***** RECORD EXCERPTS *****

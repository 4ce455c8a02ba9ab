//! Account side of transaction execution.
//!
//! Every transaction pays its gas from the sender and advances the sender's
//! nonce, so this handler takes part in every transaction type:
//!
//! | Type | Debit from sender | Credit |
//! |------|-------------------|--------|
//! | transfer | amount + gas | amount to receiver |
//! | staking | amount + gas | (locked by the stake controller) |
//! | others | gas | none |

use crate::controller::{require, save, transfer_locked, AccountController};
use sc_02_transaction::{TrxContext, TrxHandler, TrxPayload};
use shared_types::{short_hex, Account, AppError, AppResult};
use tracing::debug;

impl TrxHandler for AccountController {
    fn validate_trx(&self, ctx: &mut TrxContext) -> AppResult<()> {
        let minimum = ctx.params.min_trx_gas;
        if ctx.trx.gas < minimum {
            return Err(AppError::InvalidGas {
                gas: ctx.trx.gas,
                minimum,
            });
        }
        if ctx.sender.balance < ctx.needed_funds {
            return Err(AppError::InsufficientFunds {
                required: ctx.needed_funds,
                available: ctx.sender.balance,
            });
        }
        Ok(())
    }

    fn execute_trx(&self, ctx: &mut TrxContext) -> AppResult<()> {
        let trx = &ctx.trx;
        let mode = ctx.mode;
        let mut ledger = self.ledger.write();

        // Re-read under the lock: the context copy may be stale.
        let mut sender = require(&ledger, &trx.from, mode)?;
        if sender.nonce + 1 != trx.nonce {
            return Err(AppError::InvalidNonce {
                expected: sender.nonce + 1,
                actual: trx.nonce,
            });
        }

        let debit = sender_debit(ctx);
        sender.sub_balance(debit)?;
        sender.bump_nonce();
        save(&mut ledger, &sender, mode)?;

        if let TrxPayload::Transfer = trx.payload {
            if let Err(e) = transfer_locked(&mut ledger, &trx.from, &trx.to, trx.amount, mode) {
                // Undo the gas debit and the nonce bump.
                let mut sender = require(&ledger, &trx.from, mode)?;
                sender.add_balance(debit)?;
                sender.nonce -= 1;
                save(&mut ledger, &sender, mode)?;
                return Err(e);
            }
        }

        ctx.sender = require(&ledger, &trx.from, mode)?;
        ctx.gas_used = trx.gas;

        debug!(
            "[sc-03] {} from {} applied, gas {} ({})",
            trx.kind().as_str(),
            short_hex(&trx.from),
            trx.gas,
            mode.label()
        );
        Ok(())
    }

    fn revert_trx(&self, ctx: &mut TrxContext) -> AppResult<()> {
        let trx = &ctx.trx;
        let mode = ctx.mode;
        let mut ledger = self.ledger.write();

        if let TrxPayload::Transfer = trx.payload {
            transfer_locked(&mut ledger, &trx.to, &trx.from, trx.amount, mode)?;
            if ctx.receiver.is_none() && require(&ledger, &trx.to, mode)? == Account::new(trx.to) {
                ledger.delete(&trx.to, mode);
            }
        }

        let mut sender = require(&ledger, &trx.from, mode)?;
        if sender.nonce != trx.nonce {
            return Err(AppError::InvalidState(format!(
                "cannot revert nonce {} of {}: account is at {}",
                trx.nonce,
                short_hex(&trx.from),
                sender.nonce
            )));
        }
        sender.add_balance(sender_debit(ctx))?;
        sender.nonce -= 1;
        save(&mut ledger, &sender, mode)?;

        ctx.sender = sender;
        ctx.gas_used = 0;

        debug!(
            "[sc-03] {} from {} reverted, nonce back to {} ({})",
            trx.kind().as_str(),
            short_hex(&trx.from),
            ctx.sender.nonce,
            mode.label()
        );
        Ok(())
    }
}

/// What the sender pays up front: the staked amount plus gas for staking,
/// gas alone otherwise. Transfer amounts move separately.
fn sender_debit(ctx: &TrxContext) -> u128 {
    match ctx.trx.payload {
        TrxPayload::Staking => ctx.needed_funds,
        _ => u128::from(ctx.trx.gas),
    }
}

*****

§ **WORK REQUIRED**:
A single number is the answer here: how many lines of the material contain the string "save"?

§ **RESPONSE**:
4